**WORK ITEM**
Go through the lines below and retype each one exactly.

[Collected data entries]
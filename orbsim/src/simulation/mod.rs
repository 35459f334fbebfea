pub mod states;
pub mod errors;
pub mod params;
pub mod engine;
pub mod kepler;
pub mod forces;
pub mod integrator;
pub mod history;
pub mod system;
pub mod generator;
pub mod scenario;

**EXERCISE RESPONSE**
filename orbsim/src/simulation/mod.rs
repository 35459f334fbebfea
pub mod states;
pub mod errors;
pub mod params;
pub mod engine;
pub mod kepler;
pub mod forces;
pub mod integrator;
pub mod history;
pub mod system;
pub mod generator;
pub mod scenario;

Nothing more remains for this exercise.